La más clara manifestación política de la condena al expresidente Ignacio Lula Da Silva se expresa en la suba de la bolsa de valores en Brasil. Es claro que el poder económico quiere avanzar con sus ganancias, arrasando con los derechos laborales, y en lo político desplazando una alternativa popular que puede reorientar la voraz exclusión que impulsa el gobierno neoconservador.
El contenido político del fallo aumenta cuando se advierte que la condena, que no tiene una sola prueba que involucre al exmandatario con los casos de corrupción «pasiva» y lavado de dinero, es emitida por un juez parroquial que aspira a ser candidato presidencial y pretende seducir a este poder económico buscando su bendición.

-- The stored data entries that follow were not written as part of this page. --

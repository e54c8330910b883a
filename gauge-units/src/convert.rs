//! String-level conversion functions
//!
//! Thin entry points for callers holding unit symbols rather than typed
//! units: they parse, check dimensions and hand back a [`Quantity`].

use serde::Serialize;
use crate::parse::{parse_conversion, parse_unit};
use crate::quantity::Quantity;
use crate::unit::{AnyUnit, ConversionError};
use crate::Dimension;

/// Convert a value between two units given by symbol or name
///
/// ```
/// let feet = gauge_units::convert(1.0, "mi", "ft").unwrap();
/// assert_eq!(feet.value, 5280.0);
/// ```
pub fn convert(value: f64, from: &str, to: &str) -> Result<Quantity, ConversionError> {
    let from = parse_unit(from)?;
    let to = parse_unit(to)?;
    Quantity::new(value, from).convert_to(&to)
}

/// Evaluate a query like "5 km to mi"
pub fn convert_query(query: &str) -> Result<Quantity, ConversionError> {
    let (value, from, to) = parse_conversion(query)?;
    Quantity::new(value, from).convert_to(&to)
}

/// Best-fit unit for a storage size
pub fn simplify(value: f64, unit: &str) -> Result<Quantity, ConversionError> {
    Quantity::new(value, parse_unit(unit)?).simplify()
}

/// Express a value in the unit its dimension routes through
pub fn to_base(value: f64, unit: &str) -> Result<Quantity, ConversionError> {
    Quantity::new(value, parse_unit(unit)?).to_base()
}

/// Whether two units share a dimension
pub fn compatible(a: &str, b: &str) -> Result<bool, ConversionError> {
    Ok(parse_unit(a)?.is_compatible(&parse_unit(b)?))
}

/// Whether a value can move between two units, directly or over a
/// metric/imperial bridge
pub fn convertible(a: &str, b: &str) -> Result<bool, ConversionError> {
    Ok(parse_unit(a)?.is_convertible(&parse_unit(b)?))
}

/// Listing entry for a unit
#[derive(Debug, Clone, PartialEq, Serialize)]
pub struct UnitDescription {
    pub symbol: String,
    pub name: String,
    pub dimension: Dimension,
}

pub fn describe(unit: &AnyUnit) -> UnitDescription {
    UnitDescription {
        symbol: unit.symbol().into_owned(),
        name: unit.name(),
        dimension: unit.dimension(),
    }
}
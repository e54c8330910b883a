//! Structured tool errors
//!
//! Every failure a caller can trigger comes back as a value with a
//! machine-readable code and, where one helps, a suggestion.

use gauge_units::ConversionError;
use serde::Serialize;
use thiserror::Error;

/// Standard error codes (machine-readable)
pub mod codes {
    pub const UNKNOWN_UNIT: &str = "UNKNOWN_UNIT";
    pub const INCOMPATIBLE_UNITS: &str = "INCOMPATIBLE_UNITS";
    pub const INVALID_QUANTITY: &str = "INVALID_QUANTITY";
    pub const NOT_SIMPLIFIABLE: &str = "NOT_SIMPLIFIABLE";
    pub const INVALID_PARAMS: &str = "INVALID_PARAMS";
}

#[derive(Debug, Clone, PartialEq, Serialize, Error)]
#[error("[{code}] {message}")]
pub struct ToolError {
    pub code: String,
    pub message: String,
    #[serde(skip_serializing_if = "Option::is_none")]
    pub suggestion: Option<String>,
}

impl ToolError {
    pub fn new(code: impl Into<String>, message: impl Into<String>) -> Self {
        Self { code: code.into(), message: message.into(), suggestion: None }
    }

    pub fn with_suggestion(mut self, suggestion: impl Into<String>) -> Self {
        self.suggestion = Some(suggestion.into());
        self
    }

    pub fn invalid_params(method: &str, details: impl std::fmt::Display) -> Self {
        Self::new(codes::INVALID_PARAMS, format!("{}: {}", method, details))
            .with_suggestion("Use units/list to see accepted symbols, or check the parameter names")
    }
}

impl From<ConversionError> for ToolError {
    fn from(err: ConversionError) -> Self {
        let message = err.to_string();
        match err {
            ConversionError::UnknownUnit(_) => Self::new(codes::UNKNOWN_UNIT, message)
                .with_suggestion("Use units/list to see accepted symbols"),
            ConversionError::IncompatibleDimensions { to_dim, .. } => {
                Self::new(codes::INCOMPATIBLE_UNITS, message)
                    .with_suggestion(format!("Pick a target unit of the same family ({})", to_dim))
            }
            ConversionError::InvalidQuantity(_) => Self::new(codes::INVALID_QUANTITY, message)
                .with_suggestion("Write quantities as '<number> <unit>', e.g. '1.5 KB'"),
            ConversionError::NotSimplifiable { .. } => Self::new(codes::NOT_SIMPLIFIABLE, message),
            ConversionError::OutOfRange { .. } => Self::new(codes::INVALID_QUANTITY, message)
                .with_suggestion("Pick a larger target unit or a smaller value"),
        }
    }
}
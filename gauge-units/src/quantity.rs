//! Quantity type - a value with a runtime unit

use std::fmt;
use serde::{Serialize, Deserialize};
use crate::measurement::write_magnitude;
use crate::unit::{AnyUnit, ConversionError};
use crate::{storage, Dimension};

/// A value whose unit is only known at runtime (parsed from text, read off
/// the wire). Conversions can fail here, unlike on [`Measurement`](crate::Measurement).
#[derive(Debug, Clone, Copy, PartialEq, Serialize, Deserialize)]
pub struct Quantity {
    pub value: f64,
    pub unit: AnyUnit,
}

impl Quantity {
    pub fn new(value: f64, unit: AnyUnit) -> Self {
        Quantity { value, unit }
    }

    pub fn dimension(&self) -> Dimension {
        self.unit.dimension()
    }

    pub fn is_compatible(&self, other: &Quantity) -> bool {
        self.unit.is_compatible(&other.unit)
    }

    /// Convert to another unit, crossing between metric and imperial where a
    /// bridge exists
    pub fn convert_to(&self, target: &AnyUnit) -> Result<Quantity, ConversionError> {
        let value = self.unit.convert(self.value, target)?;
        self.finite(Quantity::new(value, *target))
    }

    /// Express in the unit this dimension routes through
    pub fn to_base(&self) -> Result<Quantity, ConversionError> {
        self.convert_to(&self.unit.base())
    }

    /// Best-fit unit for a storage size
    pub fn simplify(&self) -> Result<Quantity, ConversionError> {
        match self.unit {
            AnyUnit::Storage(unit) => self.finite(storage::simplify(self.value, unit).erase()),
            other => Err(ConversionError::NotSimplifiable {
                unit: other.symbol().into_owned(),
                dimension: other.dimension(),
            }),
        }
    }

    /// A finite input can overflow on the way to a small unit
    fn finite(&self, result: Quantity) -> Result<Quantity, ConversionError> {
        if result.value.is_finite() {
            Ok(result)
        } else {
            Err(ConversionError::OutOfRange {
                value: self.value,
                from: self.unit.symbol().into_owned(),
                to: result.unit.symbol().into_owned(),
            })
        }
    }
}

impl fmt::Display for Quantity {
    fn fmt(&self, f: &mut fmt::Formatter<'_>) -> fmt::Result {
        write_magnitude(f, self.value)?;
        write!(f, " {}", self.unit)
    }
}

Es más, la decidía política se profundiza cuando el mismo Joesley Batista, que delató al actual presidente Michel Temer de recibir coimas e impulsar sobornos para el silencio de Eduardo Cunha, niega que existan cuentan bancarias vinculadas a Dilma Rousseff y Lula.
Está muy claro que ante una eventual caída del actual gobierno, el poder real de Brasil no quiere experimentar un regreso neopopular y muestras su accionar inescrupuloso para bloquear el regreso de Lula a la primera Magistratura.
Falta mucho: si el proceso en la Cámara que deberá juzgar en segunda instancia, con la segura apelación de los abogados de Lula, mantiene los decoros, tardaría al menos un año en resolverse. O sea, entrada la campaña electoral. De suceder, la proscripción sería manifiesta y la democracia brasileña estaría herida de muerte.